Kali Linux · Crontab
01
Create a log parser script to schedule
This script counts errors and saves the result — this is what cron will run.
error-count.sh
#!/bin/bash
LOG="/home/kali/payment-service.log"
OUT="/home/kali/daily-error-report.txt"
echo "=== Error Report: $(date) ===" >> $OUT
grep -c "ERROR" $LOG >> $OUT
grep "ERROR" $LOG | awk '{print $4}' | sort | uniq -c >> $OUT
02
Give it permission and test it manually first
Always test a script manually before scheduling it.
terminal
chmod +x /home/kali/error-count.sh
./error-count.sh
cat /home/kali/daily-error-report.txt
→ Report file created with timestamp and error counts ✅
03
Open crontab and schedule it
Add two cron jobs — one for daily health check, one for hourly error count.
crontab -e
# Daily health check at 8 AM
0 8 * * * /home/kali/health-check.sh >> /home/kali/health-report.txt

# Error count every hour
0 * * * * /home/kali/error-count.sh
04
Confirm the cron jobs are scheduled
List all active cron jobs to confirm they were saved correctly.
terminal
crontab -l
→ Both jobs listed — health check at 8 AM, error count hourly ✅
07 Quick Cheat Sheet — Day 3 & 4
⌨️ Log Parsing & Cron Cheat Sheet
grep -c "ERR" fileCount matching lines
grep -n "ERR" fileShow line numbers with matches
grep -B 2 -A 2 "ERR"Show 2 lines before and after match
grep -E "ERR|WARN"Match multiple patterns at once
awk '{print $2}'Print the 2nd field of each line
awk -F',' '{print $1}'Use comma as field separator (CSV)
sort | uniq -cSort and count duplicates
sort -rn | head -5Top 5 highest count items
cmd > file.txtSave output to file (overwrites)
cmd >> file.txtAppend output to file (adds to end)
crontab -eOpen cron editor to add/edit jobs
crontab -lList all current cron jobs
08 Real L2 Scenarios
01

After an outage, manager asks: "What were the top 3 errors?" — You run the full pipe chain in 5 seconds: grep "ERROR" payment.log | awk '{print $4}' | sort | uniq -c | sort -rn | head -3 — done.

02

Client says: "Can you send us the error summary every morning?" — You schedule error-count.sh with crontab at 8 AM. It runs automatically every day, saves to a file, and you forward it.
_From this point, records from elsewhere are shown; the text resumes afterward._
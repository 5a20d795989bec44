//! Stage result types for the two-agent pipeline.
//!
//! Each stage returns an explicit success/failure sum type instead of the
//! exception-driven dicts of the original implementation. The serialized
//! shapes match the original wire format: success and failure variants are
//! untagged and distinguished by their fields.

use crate::Timestamp;
use chrono::Utc;
use serde::{Deserialize, Serialize};

// ============================================================================
// ANALYSIS STAGE
// ============================================================================

/// Metadata attached to a successful analysis.
#[derive(Debug, Clone, PartialEq, Serialize, Deserialize)]
#[cfg_attr(feature = "openapi", derive(utoipa::ToSchema))]
pub struct AnalysisMetadata {
    /// The analyst agent's description
    pub description: String,
    /// Names of the tools the agent declares
    pub tools_used: Vec<String>,
}

/// A successful analysis produced by the Data Specialist.
#[derive(Debug, Clone, PartialEq, Serialize, Deserialize)]
#[cfg_attr(feature = "openapi", derive(utoipa::ToSchema))]
pub struct Analysis {
    /// Agent identity that produced the analysis
    pub role: String,
    /// The analysis text
    pub content: String,
    /// When the analysis completed
    #[cfg_attr(feature = "openapi", schema(value_type = String, format = "date-time"))]
    pub timestamp: Timestamp,
    /// Agent description and declared tools
    #[serde(skip_serializing_if = "Option::is_none")]
    pub metadata: Option<AnalysisMetadata>,
}

/// Failure metadata carried by a failed stage.
#[derive(Debug, Clone, PartialEq, Serialize, Deserialize)]
#[cfg_attr(feature = "openapi", derive(utoipa::ToSchema))]
pub struct FailureMetadata {
    /// When the failure occurred
    #[cfg_attr(feature = "openapi", schema(value_type = String, format = "date-time"))]
    pub timestamp: Timestamp,
    /// Always `"failed"`
    pub status: String,
}

impl FailureMetadata {
    /// Failure metadata stamped with the current time.
    pub fn now() -> Self {
        Self {
            timestamp: Utc::now(),
            status: "failed".to_string(),
        }
    }
}

/// A failed stage: error description plus failure metadata.
#[derive(Debug, Clone, PartialEq, Serialize, Deserialize)]
#[cfg_attr(feature = "openapi", derive(utoipa::ToSchema))]
pub struct StageFailure {
    /// Short error description
    pub error: String,
    /// Timestamp and failed-status tag
    pub metadata: FailureMetadata,
}

/// Outcome of the analysis stage.
#[derive(Debug, Clone, PartialEq, Serialize, Deserialize)]
#[cfg_attr(feature = "openapi", derive(utoipa::ToSchema))]
#[serde(untagged)]
pub enum AnalysisResult {
    Completed(Analysis),
    Failed(StageFailure),
}

impl AnalysisResult {
    /// Build a success-tagged result stamped with the current time.
    pub fn completed(
        role: impl Into<String>,
        content: impl Into<String>,
        metadata: AnalysisMetadata,
    ) -> Self {
        Self::Completed(Analysis {
            role: role.into(),
            content: content.into(),
            timestamp: Utc::now(),
            metadata: Some(metadata),
        })
    }

    /// Build a failure-tagged result stamped with the current time.
    pub fn failed(error: impl Into<String>) -> Self {
        Self::Failed(StageFailure {
            error: error.into(),
            metadata: FailureMetadata::now(),
        })
    }

    /// Analysis text, or `None` for a failed result.
    pub fn content(&self) -> Option<&str> {
        match self {
            Self::Completed(analysis) => Some(&analysis.content),
            Self::Failed(_) => None,
        }
    }

    /// Error text, or `None` for a successful result.
    pub fn error(&self) -> Option<&str> {
        match self {
            Self::Completed(_) => None,
            Self::Failed(failure) => Some(&failure.error),
        }
    }

    /// Whether this result is failure-tagged.
    pub fn is_failure(&self) -> bool {
        matches!(self, Self::Failed(_))
    }
}

// ============================================================================
// REPORT STAGE
// ============================================================================

/// A role-tagged entry in the aggregated conversation.
#[derive(Debug, Clone, PartialEq, Serialize, Deserialize)]
#[cfg_attr(feature = "openapi", derive(utoipa::ToSchema))]
pub struct ConversationEntry {
    /// Agent identity the entry is attributed to
    pub role: String,
    /// Entry text
    pub content: String,
    /// When the entry was assembled
    #[cfg_attr(feature = "openapi", schema(value_type = String, format = "date-time"))]
    pub timestamp: Timestamp,
}

impl ConversationEntry {
    /// Build an entry stamped with the current time.
    pub fn now(role: impl Into<String>, content: impl Into<String>) -> Self {
        Self {
            role: role.into(),
            content: content.into(),
            timestamp: Utc::now(),
        }
    }
}

/// A successful report: ordered conversation plus the bare final report.
#[derive(Debug, Clone, PartialEq, Serialize, Deserialize)]
#[cfg_attr(feature = "openapi", derive(utoipa::ToSchema))]
pub struct Report {
    /// Analysis, clarification, and final report in stage order
    pub conversation: Vec<ConversationEntry>,
    /// The final report text
    pub final_report: String,
}

/// A failed report stage.
#[derive(Debug, Clone, PartialEq, Serialize, Deserialize)]
#[cfg_attr(feature = "openapi", derive(utoipa::ToSchema))]
pub struct ReportFailure {
    /// Short error description
    pub error: String,
    /// When the failure occurred
    #[cfg_attr(feature = "openapi", schema(value_type = String, format = "date-time"))]
    pub timestamp: Timestamp,
}

/// Outcome of the report stage.
#[derive(Debug, Clone, PartialEq, Serialize, Deserialize)]
#[cfg_attr(feature = "openapi", derive(utoipa::ToSchema))]
#[serde(untagged)]
pub enum ReportResult {
    Completed(Report),
    Failed(ReportFailure),
}

impl ReportResult {
    /// Build a success-tagged result.
    pub fn completed(conversation: Vec<ConversationEntry>, final_report: impl Into<String>) -> Self {
        Self::Completed(Report {
            conversation,
            final_report: final_report.into(),
        })
    }

    /// Build a failure-tagged result stamped with the current time.
    pub fn failed(error: impl Into<String>) -> Self {
        Self::Failed(ReportFailure {
            error: error.into(),
            timestamp: Utc::now(),
        })
    }

    /// Conversation entries, empty for a failed result.
    pub fn conversation(&self) -> &[ConversationEntry] {
        match self {
            Self::Completed(report) => &report.conversation,
            Self::Failed(_) => &[],
        }
    }

    /// Error text, or `None` for a successful result.
    pub fn error(&self) -> Option<&str> {
        match self {
            Self::Completed(_) => None,
            Self::Failed(failure) => Some(&failure.error),
        }
    }

    /// Whether this result is failure-tagged.
    pub fn is_failure(&self) -> bool {
        matches!(self, Self::Failed(_))
    }
}

// =============================================================================
// TESTS
// =============================================================================

#[cfg(test)]
mod tests {
    use super::*;

    #[test]
    fn test_analysis_success_serialization() {
        let result = AnalysisResult::completed(
            "Data Specialist",
            "sales average $120",
            AnalysisMetadata {
                description: "Analyzes patterns and correlations in data".to_string(),
                tools_used: vec!["analyze_correlation".to_string()],
            },
        );

        let json = serde_json::to_value(&result).unwrap();
        assert_eq!(json["role"], "Data Specialist");
        assert_eq!(json["content"], "sales average $120");
        assert_eq!(json["metadata"]["tools_used"][0], "analyze_correlation");
        assert!(json.get("error").is_none());
    }

    #[test]
    fn test_analysis_failure_serialization() {
        let result = AnalysisResult::failed("upstream unavailable");

        let json = serde_json::to_value(&result).unwrap();
        assert_eq!(json["error"], "upstream unavailable");
        assert_eq!(json["metadata"]["status"], "failed");
        assert!(json.get("content").is_none());
    }

    #[test]
    fn test_analysis_accessors() {
        let ok = AnalysisResult::completed(
            "Data Specialist",
            "text",
            AnalysisMetadata {
                description: String::new(),
                tools_used: Vec::new(),
            },
        );
        assert_eq!(ok.content(), Some("text"));
        assert_eq!(ok.error(), None);
        assert!(!ok.is_failure());

        let failed = AnalysisResult::failed("boom");
        assert_eq!(failed.content(), None);
        assert_eq!(failed.error(), Some("boom"));
        assert!(failed.is_failure());
    }

    #[test]
    fn test_report_success_serialization() {
        let result = ReportResult::completed(
            vec![
                ConversationEntry::now("Data Specialist", "the analysis"),
                ConversationEntry::now("Report Generator", "the clarification"),
                ConversationEntry::now("Report Generator", "the report"),
            ],
            "the report",
        );

        let json = serde_json::to_value(&result).unwrap();
        assert_eq!(json["final_report"], "the report");
        assert_eq!(json["conversation"].as_array().unwrap().len(), 3);
        assert_eq!(json["conversation"][0]["role"], "Data Specialist");
    }

    #[test]
    fn test_report_failure_has_no_conversation() {
        let result = ReportResult::failed("second call failed");
        assert!(result.is_failure());
        assert!(result.conversation().is_empty());

        let json = serde_json::to_value(&result).unwrap();
        assert_eq!(json["error"], "second call failed");
        assert!(json.get("conversation").is_none());
    }

    #[test]
    fn test_analysis_result_round_trip() {
        let result = AnalysisResult::failed("boom");
        let json = serde_json::to_string(&result).unwrap();
        let back: AnalysisResult = serde_json::from_str(&json).unwrap();
        assert!(back.is_failure());
        assert_eq!(back.error(), Some("boom"));
    }
}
No manual work.

03

You need to find all logs that contain a specific TXN ID across 20 files: grep -r "TXN-9823" /var/logs/ — searches all files recursively in one command.

04

Disk is filling up because old logs are never deleted. You write a cleanup script and schedule it with crontab: every Sunday at midnight0 0 * * 0 — it runs automatically and keeps disk healthy without manual intervention.